TO DO:
Would you write out all of the entries below, exactly as they stand?
*** Opening of DATA SHOWN ***
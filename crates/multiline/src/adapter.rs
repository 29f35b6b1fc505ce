// Copyright 2025-Present Datadog, Inc. https://www.datadoghq.com/
// SPDX-License-Identifier: Apache-2.0

//! Event loop driving a [`BufferCache`] from a line channel and an expiry
//! ticker.
//!
//! Each event runs to completion, including emission of every record it
//! produced, before the next event is taken. A tick and a line that are
//! ready at the same time are taken in either order.

use crate::buffer_cache::BufferCache;
use crate::config::{EmissionPolicy, MultilineConfig};
use crate::errors::{Creation, Emission};
use crate::message::{CoalescedRecord, LogLine};
use crate::sink::Sink;
use crate::stats::MultilineStats;
use std::sync::Arc;
use std::time::{Duration, SystemTime};
use tokio::sync::mpsc;
use tokio::time::{interval_at, Instant, MissedTickBehavior};
use tracing::{debug, error};

#[derive(Debug)]
pub enum Event {
    Line(LogLine),
    /// Expiry sweep at the given time.
    Tick(Instant),
    /// The line source is closed. Everything pending is flushed.
    Closed,
}

#[derive(Debug, Clone, Copy, PartialEq, Eq)]
pub enum ControlCode {
    Continue,
    Quit,
}

pub struct MultilineAdapter<S> {
    cache: BufferCache,
    cache_ttl: Duration,
    sink: S,
    emission_policy: EmissionPolicy,
    stats: Arc<MultilineStats>,
}

impl<S: Sink> MultilineAdapter<S> {
    pub fn new(
        config: &MultilineConfig,
        sink: S,
        stats: Arc<MultilineStats>,
    ) -> Result<Self, Creation> {
        let policy = Arc::new(config.policy()?);
        Ok(Self {
            cache: BufferCache::new(policy, Arc::clone(&stats)),
            cache_ttl: config.cache_ttl,
            sink,
            emission_policy: EmissionPolicy::default(),
            stats,
        })
    }

    #[must_use]
    pub fn with_emission_policy(mut self, emission_policy: EmissionPolicy) -> Self {
        self.emission_policy = emission_policy;
        self
    }

    /// Processes one event and emits the records it completed.
    ///
    /// Under [`EmissionPolicy::Abort`] an emission failure is returned once
    /// every record of the event has been attempted. Under
    /// [`EmissionPolicy::LogAndContinue`] it is logged instead.
    pub async fn handle(&mut self, event: Event) -> Result<ControlCode, Emission> {
        let (records, control) = match event {
            Event::Line(line) => (
                self.cache.route(line).into_iter().collect(),
                ControlCode::Continue,
            ),
            Event::Tick(now) => (
                self.cache.sweep_expired(now, self.cache_ttl),
                ControlCode::Continue,
            ),
            Event::Closed => (self.cache.drain_all(), ControlCode::Quit),
        };

        let result = self.send_records(records).await;
        self.stats.set_cached_lines(self.cache.pending_lines());

        match (result, self.emission_policy) {
            (Ok(()), _) => Ok(control),
            (Err(e), EmissionPolicy::LogAndContinue) => {
                error!("Failed to emit records: {e}");
                Ok(control)
            }
            (Err(e), EmissionPolicy::Abort) => Err(e),
        }
    }

    /// Runs until `lines` is closed and everything pending has been emitted,
    /// or until an emission fails under [`EmissionPolicy::Abort`].
    pub async fn stream(mut self, mut lines: mpsc::Receiver<LogLine>) -> Result<(), Emission> {
        debug!(
            "Multiline adapter started, cache_ttl={:?}, on_emit_error={}",
            self.cache_ttl, self.emission_policy
        );
        let mut ticker = interval_at(Instant::now() + self.cache_ttl, self.cache_ttl);
        ticker.set_missed_tick_behavior(MissedTickBehavior::Delay);

        loop {
            let event = tokio::select! {
                line = lines.recv() => line.map_or(Event::Closed, Event::Line),
                _ = ticker.tick() => Event::Tick(Instant::now()),
            };
            if self.handle(event).await? == ControlCode::Quit {
                break;
            }
        }

        debug!("Multiline adapter stopped: {}", self.stats.snapshot());
        Ok(())
    }

    async fn send_records(&mut self, records: Vec<CoalescedRecord>) -> Result<(), Emission> {
        let attempted = records.len();
        let mut failed = 0;
        let mut first_error = None;

        for mut record in records {
            record.emitted_at = SystemTime::now();
            match self.sink.emit(&record).await {
                Ok(()) => self.stats.record_emitted(),
                Err(e) => {
                    self.stats.record_emission_error();
                    failed += 1;
                    first_error.get_or_insert(e);
                }
            }
        }

        match first_error {
            None => Ok(()),
            Some(first) if attempted == 1 => Err(first),
            Some(first) => Err(Emission::Batch {
                failed,
                attempted,
                first: Box::new(first),
            }),
        }
    }
}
*** Close of DATA SHOWN ***
OUTPUT FOR THIS EXERCISE:
filename crates/multiline/src/adapter.rs
repository 29f35b6b1fc505ce
// Copyright 2025-Present Datadog, Inc. https://www.datadoghq.com/
// SPDX-License-Identifier: Apache-2.0

//! Event loop driving a [`BufferCache`] from a line channel and an expiry
//! ticker.
//!
//! Each event runs to completion, including emission of every record it
//! produced, before the next event is taken. A tick and a line that are
//! ready at the same time are taken in either order.

use crate::buffer_cache::BufferCache;
use crate::config::{EmissionPolicy, MultilineConfig};
use crate::errors::{Creation, Emission};
use crate::message::{CoalescedRecord, LogLine};
use crate::sink::Sink;
use crate::stats::MultilineStats;
use std::sync::Arc;
use std::time::{Duration, SystemTime};
use tokio::sync::mpsc;
use tokio::time::{interval_at, Instant, MissedTickBehavior};
use tracing::{debug, error};

#[derive(Debug)]
pub enum Event {
    Line(LogLine),
    /// Expiry sweep at the given time.
    Tick(Instant),
    /// The line source is closed. Everything pending is flushed.
    Closed,
}

#[derive(Debug, Clone, Copy, PartialEq, Eq)]
pub enum ControlCode {
    Continue,
    Quit,
}

pub struct MultilineAdapter<S> {
    cache: BufferCache,
    cache_ttl: Duration,
    sink: S,
    emission_policy: EmissionPolicy,
    stats: Arc<MultilineStats>,
}

impl<S: Sink> MultilineAdapter<S> {
    pub fn new(
        config: &MultilineConfig,
        sink: S,
        stats: Arc<MultilineStats>,
    ) -> Result<Self, Creation> {
        let policy = Arc::new(config.policy()?);
        Ok(Self {
            cache: BufferCache::new(policy, Arc::clone(&stats)),
            cache_ttl: config.cache_ttl,
            sink,
            emission_policy: EmissionPolicy::default(),
            stats,
        })
    }

    #[must_use]
    pub fn with_emission_policy(mut self, emission_policy: EmissionPolicy) -> Self {
        self.emission_policy = emission_policy;
        self
    }

    /// Processes one event and emits the records it completed.
    ///
    /// Under [`EmissionPolicy::Abort`] an emission failure is returned once
    /// every record of the event has been attempted. Under
    /// [`EmissionPolicy::LogAndContinue`] it is logged instead.
    pub async fn handle(&mut self, event: Event) -> Result<ControlCode, Emission> {
        let (records, control) = match event {
            Event::Line(line) => (
                self.cache.route(line).into_iter().collect(),
                ControlCode::Continue,
            ),
            Event::Tick(now) => (
                self.cache.sweep_expired(now, self.cache_ttl),
                ControlCode::Continue,
            ),
            Event::Closed => (self.cache.drain_all(), ControlCode::Quit),
        };

        let result = self.send_records(records).await;
        self.stats.set_cached_lines(self.cache.pending_lines());

        match (result, self.emission_policy) {
            (Ok(()), _) => Ok(control),
            (Err(e), EmissionPolicy::LogAndContinue) => {
                error!("Failed to emit records: {e}");
                Ok(control)
            }
            (Err(e), EmissionPolicy::Abort) => Err(e),
        }
    }

    /// Runs until `lines` is closed and everything pending has been emitted,
    /// or until an emission fails under [`EmissionPolicy::Abort`].
    pub async fn stream(mut self, mut lines: mpsc::Receiver<LogLine>) -> Result<(), Emission> {
        debug!(
            "Multiline adapter started, cache_ttl={:?}, on_emit_error={}",
            self.cache_ttl, self.emission_policy
        );
        let mut ticker = interval_at(Instant::now() + self.cache_ttl, self.cache_ttl);
        ticker.set_missed_tick_behavior(MissedTickBehavior::Delay);

        loop {
            let event = tokio::select! {
                line = lines.recv() => line.map_or(Event::Closed, Event::Line),
                _ = ticker.tick() => Event::Tick(Instant::now()),
            };
            if self.handle(event).await? == ControlCode::Quit {
                break;
            }
        }

        debug!("Multiline adapter stopped: {}", self.stats.snapshot());
        Ok(())
    }

    async fn send_records(&mut self, records: Vec<CoalescedRecord>) -> Result<(), Emission> {
        let attempted = records.len();
        let mut failed = 0;
        let mut first_error = None;

        for mut record in records {
            record.emitted_at = SystemTime::now();
            match self.sink.emit(&record).await {
                Ok(()) => self.stats.record_emitted(),
                Err(e) => {
                    self.stats.record_emission_error();
                    failed += 1;
                    first_error.get_or_insert(e);
                }
            }
        }

        match first_error {
            None => Ok(()),
            Some(first) if attempted == 1 => Err(first),
            Some(first) => Err(Emission::Batch {
                failed,
                attempted,
                first: Box::new(first),
            }),
        }
    }
}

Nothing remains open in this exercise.